First of all, with regard to the deployment and installment of smart meters, countries worldwide would generally require electricity enterprises to achieve a statutory target during a certain period of time. However, it seems that the Taiwan government has set out merely requirements for how the smart meters should be deployed and installed since the launch of the program. Without a statutory scheme, there are still doubts whether the program would again come to a standstill due to the same controversies.

 

Secondly, under the current situation of frozen electricity prices, is it possible for Taiwan Power Company to transfer the large amount of investment cost to users? In the absence of a legal mechanism that guarantees a charge on users, as implemented in many foreign countries, there are still doubts whether Taiwan Power Company is willing to overcome the obstacles when encountering the abovementioned controversies and challenges.

 

In addition, the key to whether smart meters can bring about the expected effect lies in providing energy-saving services and advice by analyzing information on users’ electricity consumption. However, such value-added services would incur an additional cost. A user’s willingness to pay is related to relevant incentives or controlling measures. As mentioned above, there is no incentive for users to purchase relevant analytical services due to the current frozen electricity price. Besides, regarding the policy side, the latest amendment to the Energy Management Act does not introduce any energy conservation obligation(ECO) like the European Energy Efficiency Directive. Therefore, such analytical services can hardly create a subsequent market as lacking an incentive mechanism. Consequently, the installed smart meters would be almost useless.

 

Moreover, provided that Taiwan Power Company is allowed to analyze such information and provide users with energy-saving suggestions for free, there would arise issues set forth in the Personal Information Protection Act.

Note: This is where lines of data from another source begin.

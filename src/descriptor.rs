//! Field descriptors: static per-field schema metadata.
//!
//! A schema is a flat, depth-ordered list. A descriptor at depth `d + 1`
//! directly after an object (or array-of-object) descriptor at depth `d`
//! describes one of its children:
//!
//! ```text
//! data          0  Object
//!   timestamp   1  String
//!   sensorData  1  ArrayObject
//!     port      2  Integer32
//! ```
//!
//! Lists are validated once by [`DescriptorSet::new`] and shared read-only
//! afterwards.
use std::fmt;

use chrono::{DateTime, FixedOffset};
use regex::Regex;

use crate::error::ConfigError;
use crate::value::Value;

// ————————————————————————————————————————————————————————————————————————————
// TYPES
// ————————————————————————————————————————————————————————————————————————————

/// Declared kind of a field.
#[derive(Clone, Copy, Debug, PartialEq, Eq, Hash)]
pub enum InputKind {
    String,
    Integer32,
    Integer64,
    Boolean,
    Real,
    Object,
    ArrayString,
    ArrayInteger32,
    ArrayInteger64,
    ArrayBoolean,
    ArrayReal,
    ArrayObject,
    /// A non-empty nested array of numbers, kept as its compact text form.
    Coordinates,
}

/// Inclusive bounds. For strings the bound applies to the number of
/// characters, for numbers to the value.
#[derive(Clone, Copy, Debug, PartialEq)]
pub struct Range {
    pub min: f64,
    pub max: f64,
}

#[derive(Clone, Copy, Debug, PartialEq, Eq)]
pub enum DateFormat {
    /// `yyyy-MM-ddTHH:mm:ss.SSS±hh:mm`
    Iso8601Fraction,
}

#[derive(Clone, Debug, PartialEq)]
pub struct FieldDescriptor {
    pub key: String,
    pub depth: usize,
    pub kind: InputKind,
    pub range: Option<Range>,
    pub enumeration: Vec<i64>,
    pub pattern: Option<String>,
    pub date_format: Option<DateFormat>,
    pub omit: bool,
    pub nullable: bool,
    pub allow_empty: bool,
    pub error_continue: bool,
    pub default: Option<Value>,
}

/// A validated descriptor list.
#[derive(Debug)]
pub struct DescriptorSet {
    fields: Vec<Field>,
}

/// A descriptor with its pattern compiled.
#[derive(Debug)]
pub(crate) struct Field {
    pub descriptor: FieldDescriptor,
    pub matcher: Option<Matcher>,
}

#[derive(Debug)]
pub(crate) enum Matcher {
    Whole(Regex),
    LonLat { lon: Regex, lat: Regex },
}

// ————————————————————————————————————————————————————————————————————————————
// IMPLEMENTATION
// ————————————————————————————————————————————————————————————————————————————

impl InputKind {
    pub fn is_composite(self) -> bool {
        matches!(self, Self::Object | Self::ArrayObject)
    }
    pub fn is_array(self) -> bool {
        self.element().is_some() || self == Self::ArrayObject
    }
    /// Element kind of an array of scalars.
    pub fn element(self) -> Option<InputKind> {
        match self {
            Self::ArrayString => Some(Self::String),
            Self::ArrayInteger32 => Some(Self::Integer32),
            Self::ArrayInteger64 => Some(Self::Integer64),
            Self::ArrayBoolean => Some(Self::Boolean),
            Self::ArrayReal => Some(Self::Real),
            _ => None,
        }
    }
    fn is_integer(self) -> bool {
        matches!(self, Self::Integer32 | Self::Integer64 | Self::ArrayInteger32 | Self::ArrayInteger64)
    }
    fn accepts_range(self) -> bool {
        !matches!(self, Self::Boolean | Self::ArrayBoolean | Self::Object | Self::ArrayObject | Self::Coordinates)
    }
    fn accepts_pattern(self) -> bool {
        matches!(self, Self::String | Self::ArrayString | Self::Real | Self::ArrayReal | Self::Coordinates)
    }
    /// Whether `value` is a legal default for this kind.
    fn fits_default(self, value: &Value) -> bool {
        matches!(
            (self, value),
            (Self::String | Self::Coordinates, Value::String(_))
                | (Self::Integer32, Value::Int32(_))
                | (Self::Integer64, Value::Int64(_))
                | (Self::Boolean, Value::Bool(_))
                | (Self::Real, Value::Real(_))
        )
    }
}

impl fmt::Display for InputKind {
    fn fmt(&self, f: &mut fmt::Formatter<'_>) -> fmt::Result {
        let name = match self {
            Self::String => "string",
            Self::Integer32 => "integer32",
            Self::Integer64 => "integer64",
            Self::Boolean => "boolean",
            Self::Real => "real",
            Self::Object => "object",
            Self::ArrayString => "array<string>",
            Self::ArrayInteger32 => "array<integer32>",
            Self::ArrayInteger64 => "array<integer64>",
            Self::ArrayBoolean => "array<boolean>",
            Self::ArrayReal => "array<real>",
            Self::ArrayObject => "array<object>",
            Self::Coordinates => "coordinates",
        };
        f.write_str(name)
    }
}

impl Range {
    pub fn contains(&self, x: f64) -> bool {
        self.min <= x && x <= self.max
    }
}

impl DateFormat {
    /// Map a configuration format name onto a supported format.
    pub fn from_name(name: &str) -> Option<Self> {
        match name {
            "yyyy-MM-ddTHH:mm:ss.SSSZ+09:00"
            | "yyyy-MM-ddTHH:mm:ss.SSS+09:00"
            | "yyyy-MM-ddTHH:mm:ss.SSSZ" => Some(Self::Iso8601Fraction),
            _ => None,
        }
    }
    pub fn parse(&self, text: &str) -> Option<DateTime<FixedOffset>> {
        match self {
            Self::Iso8601Fraction => DateTime::parse_from_rfc3339(text).ok(),
        }
    }
}

impl FieldDescriptor {
    pub fn new(key: impl Into<String>, depth: usize, kind: InputKind) -> Self {
        Self {
            key: key.into(),
            depth,
            kind,
            range: None,
            enumeration: Vec::new(),
            pattern: None,
            date_format: None,
            omit: false,
            nullable: false,
            allow_empty: false,
            error_continue: false,
            default: None,
        }
    }
    pub fn omittable(mut self) -> Self {
        self.omit = true;
        self
    }
    pub fn nullable(mut self) -> Self {
        self.nullable = true;
        self
    }
    pub fn allow_empty(mut self) -> Self {
        self.allow_empty = true;
        self
    }
    pub fn error_continue(mut self) -> Self {
        self.error_continue = true;
        self
    }
    pub fn range(mut self, min: f64, max: f64) -> Self {
        self.range = Some(Range { min, max });
        self
    }
    pub fn one_of(mut self, values: impl IntoIterator<Item = i64>) -> Self {
        self.enumeration = values.into_iter().collect();
        self
    }
    pub fn pattern(mut self, pattern: impl Into<String>) -> Self {
        self.pattern = Some(pattern.into());
        self
    }
    pub fn date_format(mut self, format: DateFormat) -> Self {
        self.date_format = Some(format);
        self
    }
    pub fn default_value(mut self, value: impl Into<Value>) -> Self {
        self.default = Some(value.into());
        self
    }

    fn invalid(&self, detail: impl Into<String>) -> ConfigError {
        ConfigError::Descriptor { key: self.key.clone(), detail: detail.into() }
    }

    fn compile(&self) -> Result<Option<Matcher>, ConfigError> {
        let Some(source) = self.pattern.as_deref().filter(|p| !p.is_empty()) else {
            return Ok(None);
        };
        if !self.kind.accepts_pattern() {
            return Err(self.invalid(format!("pattern is not supported for {}", self.kind)));
        }
        if self.kind == InputKind::Coordinates {
            let parts: Vec<&str> = source
                .split("//")
                .map(|p| p.trim_matches('/'))
                .filter(|p| !p.is_empty())
                .collect();
            let [lon, lat] = parts.as_slice() else {
                return Err(ConfigError::Pattern {
                    key: self.key.clone(),
                    detail: "coordinates pattern must be `lon//lat`".to_owned(),
                });
            };
            return Ok(Some(Matcher::LonLat {
                lon: anchored(&self.key, lon)?,
                lat: anchored(&self.key, lat)?,
            }));
        }
        Ok(Some(Matcher::Whole(anchored(&self.key, source)?)))
    }

    fn check(&self) -> Result<(), ConfigError> {
        if self.key.is_empty() {
            return Err(self.invalid("empty key"));
        }
        if self.range.is_some() && !self.kind.accepts_range() {
            return Err(self.invalid(format!("range is not supported for {}", self.kind)));
        }
        if let Some(Range { min, max }) = self.range {
            if !(min <= max) {
                return Err(self.invalid(format!("range {min}..={max} is empty")));
            }
        }
        if !self.enumeration.is_empty() && !self.kind.is_integer() {
            return Err(self.invalid(format!("enumeration is not supported for {}", self.kind)));
        }
        if self.date_format.is_some() && !matches!(self.kind, InputKind::String | InputKind::ArrayString) {
            return Err(self.invalid(format!("date format is not supported for {}", self.kind)));
        }
        if let Some(default) = &self.default {
            if !self.kind.fits_default(default) {
                return Err(self.invalid(format!("default {} does not fit {}", default.kind(), self.kind)));
            }
        }
        Ok(())
    }
}

impl DescriptorSet {
    /// Validate a depth-ordered descriptor list.
    pub fn new(descriptors: Vec<FieldDescriptor>) -> Result<Self, ConfigError> {
        let mut fields = Vec::with_capacity(descriptors.len());
        let mut previous: Option<&FieldDescriptor> = None;
        for descriptor in &descriptors {
            descriptor.check()?;
            let max_depth = match previous {
                None => 0,
                Some(p) if p.kind.is_composite() => p.depth + 1,
                Some(p) => p.depth,
            };
            if descriptor.depth > max_depth {
                return Err(descriptor.invalid(format!(
                    "depth {} does not follow a parent at depth {}",
                    descriptor.depth,
                    descriptor.depth - 1,
                )));
            }
            previous = Some(descriptor);
        }
        for descriptor in descriptors {
            let matcher = descriptor.compile()?;
            fields.push(Field { descriptor, matcher });
        }
        tracing::debug!(fields = fields.len(), "descriptor set ready");
        Ok(Self { fields })
    }
    pub fn len(&self) -> usize {
        self.fields.len()
    }
    pub fn is_empty(&self) -> bool {
        self.fields.is_empty()
    }
    pub fn descriptors(&self) -> impl Iterator<Item = &FieldDescriptor> {
        self.fields.iter().map(|f| &f.descriptor)
    }
    pub(crate) fn fields(&self) -> &[Field] {
        &self.fields
    }
}

impl Matcher {
    /// For [`Matcher::LonLat`], `text` is the compact coordinates text; every
    /// number in it is checked, alternating lon and lat.
    pub fn is_match(&self, text: &str) -> bool {
        match self {
            Self::Whole(rx) => rx.is_match(text),
            Self::LonLat { lon, lat } => {
                let tokens: Vec<&str> = text
                    .split(|c: char| c == ',' || c == '[' || c == ']' || c.is_whitespace())
                    .filter(|t| !t.is_empty())
                    .collect();
                if tokens.is_empty() || tokens.len() % 2 != 0 {
                    return false;
                }
                tokens.chunks(2).all(|pair| lon.is_match(pair[0]) && lat.is_match(pair[1]))
            }
        }
    }
}

fn anchored(key: &str, source: &str) -> Result<Regex, ConfigError> {
    Regex::new(&format!("^(?:{source})$")).map_err(|error| ConfigError::Pattern {
        key: key.to_owned(),
        detail: error.to_string(),
    })
}

// ————————————————————————————————————————————————————————————————————————————
// TESTS
// ————————————————————————————————————————————————————————————————————————————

Since Taiwan Power Company itself is not an expert in energy-saving consultation, it has to rely on external energy service companies or energy-saving counseling related consulting agencies or firms. The information collected by Taiwan Power Company is originally used for the sole purpose of recording and collecting electricity bills. Can the company analyze the information on its own or provide the information to a third-party for analysis so as to offer users relevant energy-saving suggestions? Does the company need to obtain additional consent from users, or is there any legal basis for performing analysis and providing suggestions? Should enterprises involved comply with relevant regulations governing the security and protection of this information? Can users refuse an analysis on their own electricity consumption information when having doubts about the suggestions provided? All of the aforesaid situations would result in controversy. Another issue needing consideration is that, for some users, trade secrets, such as operational performance, may be inferred based on energy consumption information, and an analysis thereon may also involve sensitive information or business secrets, hence, there is a need to put such issues under regulation.

 

Given the foregoing, although the promotion of smart grid facilitates the application of big data, which allows Taiwan to provide high-quality power supply and policy formulation by taking advantage of automation and informatization, relevant legal issues are still waiting to be further clarified.